WOW! That is gorgeus. It doesnt even matter too much its an Auto, since its a friggin SKYLINE!!!

But it kind of has a lot of miles on it, or kilometers? 148785


----------



## sethwas (Apr 30, 2002)

OK,
Now just how many of you want those tails?

Seth


----------



## PrOxLaMuS© (Aug 11, 2002)

i dunno.. that 4 door doesnt look as sexy and aggresive as i like

But i would buy it a split sec


----------



## sethwas (Apr 30, 2002)

Hey,
How many of us can afford the insurance of a 2 door. The 4 door seems 'responsible' to the wife, family and parents. If porsche made a 4 door car, I'd buy it.

Seth


----------



## PrOxLaMuS© (Aug 11, 2002)

oh yeh.. forgot about higher insurance for a 2 door... good point


----------



## RiceBox (Apr 30, 2002)

A regular Skyline is not a performance car AT ALL!!! It's like compairing an M3 to a 318i!!!! The GT model had the RB20DE engine with only 140hp. Hardly a tire burner.


----------



## sethwas (Apr 30, 2002)

RiceBox said:


> *A regular Skyline is not a performance car AT ALL!!! It's like compairing an M3 to a 318i!!!! The GT model had the RB20DE engine with only 140hp.

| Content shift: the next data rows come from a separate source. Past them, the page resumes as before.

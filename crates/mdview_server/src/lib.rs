//! The local markdown preview server.
//!
//! Binds an OS-assigned ephemeral port on the loopback interface, publishes
//! the port through the advertisement file, and serves GitHub-styled
//! renderings of local files, posted text and remote Gist/raw URLs. On
//! interrupt or terminate the advertisement is removed again before exit.
//!
//! # Modules
//!
//! - [`server`] - Bind/advertise/serve startup sequence and graceful shutdown
//! - [`routes`] - The HTTP surface
//! - [`gist`] - Gist web URL to raw URL normalization
//! - [`url`] - Preview URL construction shared with the discovery client

pub mod gist;
pub mod routes;
pub mod server;
pub mod url;

pub use gist::normalize_gist_url;
pub use routes::router;
pub use server::PreviewServer;
pub use url::{preview_url, PreviewTarget};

Hardly a tire burner. *


Well,
We're talking about a skyline, not a Spec V. Besides, since when is a 318i a bad car? I'd take one, and then drop an M3 motor in it. (Probably not). Still, I'd take it for the quality car aspect, and if it can't go round the nurburgring as fast, well, I've never been to Germany anyway.

Seth


----------



## JZK316 (Sep 18, 2002)

I've seen better. I think it was a 92 GT-S 4 door.


----------



## OPIUM (Aug 18, 2002)

"Having an automatic transmission is like being the smelly kid in class. No one wants to be the smelly kid in class."


And *IMO* that goes for basically any model, trim, etc. The only exception in my book would be sequential. But sometimes, depending on my mood, even that is border line.


----------



## RiceBox (Apr 30, 2002)

sethwas said:


> *Well,
> We're talking about a skyline, not a Spec V. Besides, since when is a 318i a bad car? I'd take one, and then drop an M3 motor in it. (Probably not). Still, I'd take it for the quality car aspect, and if it can't go round the nurburgring as fast, well, I've never been to Germany anyway.
> 
> Seth *


The only reason I said it is because everyone is like OHHH IT'S A SKYLINE!!! But the car isn't that great. It's sorta like me going gaga over a G20, sure it's a nice car but its not that great. BTW I would take a 318i if someone gave it to me.


----------



## sethwas (Apr 30, 2002)

Um,
Whatever happened to the ideal "wife's car", how many of you married guys are 'allowed' to get a stick. If your wife can't drive one, you can't drive one. (P.S. I know that the skyline is primarily a family sedan, just it has good looks, I don't care if it's slow. I drive a sentra remember?)

Seth


----------



## Psch91 (May 18, 2002)

> It has good looks, I don't care if it's slow. I drive a sentra remember?


hehe.


----------